//! # Completion Callbacks
//!
//! Handlers fired once a batch has drained. Subjects declare their callbacks
//! explicitly through [`BatchedJob`] when they are defined; the registry keeps
//! them ordered by identifier so dispatch order is reproducible across
//! processes.
//!
//! ## Example
//!
//! ```rust
//! use tasker_batch::batch::{callback_fn, BatchedJob, CallbackRegistry};
//! use tasker_batch::BatchResult;
//!
//! struct NightlyExport;
//!
//! impl BatchedJob for NightlyExport {
//!     fn register_batch_callbacks(registry: &mut CallbackRegistry) -> BatchResult<()> {
//!         registry.register(
//!             "after_batch_publish",
//!             callback_fn(|id, _args| async move {
//!                 println!("batch {id} finished");
//!                 Ok(())
//!             }),
//!         )
//!     }
//! }
//!
//! let registry = CallbackRegistry::for_subject::<NightlyExport>().unwrap();
//! assert_eq!(registry.after_batch_hooks(), vec!["after_batch_publish"]);
//! ```

use super::keys::BatchId;
use crate::error::{BatchError, BatchResult};
use async_trait::async_trait;
use serde_json::Value;
use std::collections::BTreeMap;
use std::fmt;
use std::future::Future;
use std::sync::Arc;

/// Identifier prefix every completion callback must carry
pub const CALLBACK_PREFIX: &str = "after_batch";

/// A handler invoked with the batch id and the triggering unit's arguments
#[async_trait]
pub trait BatchCallback: Send + Sync {
    async fn call(&self, id: &BatchId, args: &[Value]) -> anyhow::Result<()>;
}

/// Adapter turning an async closure into a [`BatchCallback`]
struct FnCallback<F> {
    f: F,
}

#[async_trait]
impl<F, Fut> BatchCallback for FnCallback<F>
where
    F: Fn(BatchId, Vec<Value>) -> Fut + Send + Sync,
    Fut: Future<Output = anyhow::Result<()>> + Send + 'static,
{
    async fn call(&self, id: &BatchId, args: &[Value]) -> anyhow::Result<()> {
        (self.f)(id.clone(), args.to_vec()).await
    }
}

/// Wrap an async closure as a shareable callback
pub fn callback_fn<F, Fut>(f: F) -> Arc<dyn BatchCallback>
where
    F: Fn(BatchId, Vec<Value>) -> Fut + Send + Sync + 'static,
    Fut: Future<Output = anyhow::Result<()>> + Send + 'static,
{
    Arc::new(FnCallback { f })
}

/// A subject whose units of work are batched
///
/// Implementors register their completion callbacks once, at definition time.
pub trait BatchedJob {
    fn register_batch_callbacks(registry: &mut CallbackRegistry) -> BatchResult<()>;
}

/// Completion callbacks for one subject, ordered by identifier
#[derive(Clone, Default)]
pub struct CallbackRegistry {
    callbacks: BTreeMap<String, Arc<dyn BatchCallback>>,
}

impl fmt::Debug for CallbackRegistry {
    fn fmt(&self, f: &mut fmt::Formatter<'_>) -> fmt::Result {
        f.debug_struct("CallbackRegistry")
            .field("callbacks", &self.after_batch_hooks())
            .finish()
    }
}

impl CallbackRegistry {
    pub fn new() -> Self {
        Self::default()
    }

    /// Build the registry a subject declares
    pub fn for_subject<J: BatchedJob>() -> BatchResult<Self> {
        let mut registry = Self::new();
        J::register_batch_callbacks(&mut registry)?;
        Ok(registry)
    }

    /// Register a callback under `name`
    ///
    /// Names must start with `after_batch` and be unique within the registry.
    pub fn register(
        &mut self,
        name: impl Into<String>,
        callback: Arc<dyn BatchCallback>,
    ) -> BatchResult<()> {
        let name = name.into();
        if !name.starts_with(CALLBACK_PREFIX) {
            return Err(BatchError::InvalidCallbackName { name });
        }
        if self.callbacks.contains_key(&name) {
            return Err(BatchError::DuplicateCallback { name });
        }
        self.callbacks.insert(name, callback);
        Ok(())
    }

    /// Builder-style [`register`](Self::register)
    pub fn with_callback(
        mut self,
        name: impl Into<String>,
        callback: Arc<dyn BatchCallback>,
    ) -> BatchResult<Self> {
        self.register(name, callback)?;
        Ok(self)
    }

    /// Callback identifiers in dispatch (ascending lexical) order
    pub fn after_batch_hooks(&self) -> Vec<&str> {
        self.callbacks.keys().map(String::as_str).collect()
    }

    /// Callbacks in dispatch order
    pub fn iter(&self) -> impl Iterator<Item = (&str, &Arc<dyn BatchCallback>)> {
        self.callbacks.iter().map(|(name, cb)| (name.as_str(), cb))
    }

    pub fn len(&self) -> usize {
        self.callbacks.len()
    }

    pub fn is_empty(&self) -> bool {
        self.callbacks.is_empty()
    }
}
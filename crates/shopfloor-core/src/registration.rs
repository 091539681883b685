//! Device registration flow.

use tracing::{info, instrument};

use crate::Result;
use crate::credentials::Credentials;
use crate::error::InvalidInputError;
use crate::model::{DeviceInfo, Profile, UserData, UserRole};
use crate::scan::RegistrationCode;
use crate::traits::{CredentialStore, Repository};

/// Register this device with a scanned code and persist the resulting user.
///
/// The generated device password becomes the login secret, the user's
/// email the identifier.
///
/// # Errors
///
/// Fails with [`InvalidInputError::AlreadyRegistered`] when the store already
/// holds credentials; otherwise with whatever the repository or store report.
#[instrument(skip(repository, store, code), fields(user_id = code.user_id))]
pub async fn register_device<R, S>(
    repository: &R,
    store: &S,
    code: &RegistrationCode,
    device: &DeviceInfo,
) -> Result<UserData>
where
    R: Repository + ?Sized,
    S: CredentialStore + ?Sized,
{
    if store.is_registered()? {
        return Err(InvalidInputError::AlreadyRegistered.into());
    }

    let request = code.device_request(device);
    let response = repository.register_device(&request).await?;

    let user = UserData {
        credentials: Credentials::new(response.user_email, request.password),
        profile: Profile {
            display_name: response.user_name,
            role: UserRole::from_value(&response.user_role),
        },
    };
    store.save_user(&user)?;

    info!(device_id = %response.device_id, "Device registered");
    Ok(user)
}
//! Product serial number type.

use serde::{Deserialize, Serialize};
use std::fmt;
use std::str::FromStr;

use crate::error::{Error, InvalidInputError};

/// The serial number printed on a product's QR/barcode label.
///
/// Serial numbers are used as a path segment in product lookups, so they
/// may not be empty, contain whitespace, or contain URL delimiters.
///
/// # Example
///
/// ```
/// use shopfloor_core::SerialNumber;
///
/// let serial = SerialNumber::new(" UF-000123 ").unwrap();
/// assert_eq!(serial.as_str(), "UF-000123");
/// assert!(SerialNumber::new("UF/1").is_err());
/// ```
#[derive(Clone, Debug, PartialEq, Eq, Hash, Serialize)]
#[serde(transparent)]
pub struct SerialNumber(String);

impl SerialNumber {
    /// Create a serial number, trimming surrounding whitespace.
    pub fn new(s: impl AsRef<str>) -> Result<Self, Error> {
        let raw = s.as_ref();
        let value = raw.trim();

        let reason = if value.is_empty() {
            Some("must not be empty")
        } else if value.chars().any(char::is_whitespace) {
            Some("must not contain whitespace")
        } else if value.contains(['/', '?', '#', '%']) {
            Some("must not contain URL delimiters")
        } else {
            None
        };

        if let Some(reason) = reason {
            return Err(InvalidInputError::SerialNumber {
                value: raw.to_string(),
                reason: reason.to_string(),
            }
            .into());
        }

        Ok(Self(value.to_string()))
    }

    /// Returns the serial number as a string.
    pub fn as_str(&self) -> &str {
        &self.0
    }
}

impl fmt::Display for SerialNumber {
    fn fmt(&self, f: &mut fmt::Formatter<'_>) -> fmt::Result {
        f.write_str(&self.0)
    }
}

impl FromStr for SerialNumber {
    type Err = Error;

    fn from_str(s: &str) -> Result<Self, Self::Err> {
        Self::new(s)
    }
}

impl<'de> Deserialize<'de> for SerialNumber {
    fn deserialize<D>(deserializer: D) -> Result<Self, D::Error>
    where
        D: serde::Deserializer<'de>,
    {
        let s = String::deserialize(deserializer)?;
        SerialNumber::new(&s).map_err(serde::de::Error::custom)
    }
}

impl AsRef<str> for SerialNumber {
    fn as_ref(&self) -> &str {
        &self.0
    }
}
--
To do →
Take the line containing "impl FromStr for" as the first line and the last line of the data above as the final one. Write out these lines and all between them exactly.

Answer to this task →
impl FromStr for SerialNumber {
    type Err = Error;

    fn from_str(s: &str) -> Result<Self, Self::Err> {
        Self::new(s)
    }
}

impl<'de> Deserialize<'de> for SerialNumber {
    fn deserialize<D>(deserializer: D) -> Result<Self, D::Error>
    where
        D: serde::Deserializer<'de>,
    {
        let s = String::deserialize(deserializer)?;
        SerialNumber::new(&s).map_err(serde::de::Error::custom)
    }
}

impl AsRef<str> for SerialNumber {
    fn as_ref(&self) -> &str {
        &self.0
    }
}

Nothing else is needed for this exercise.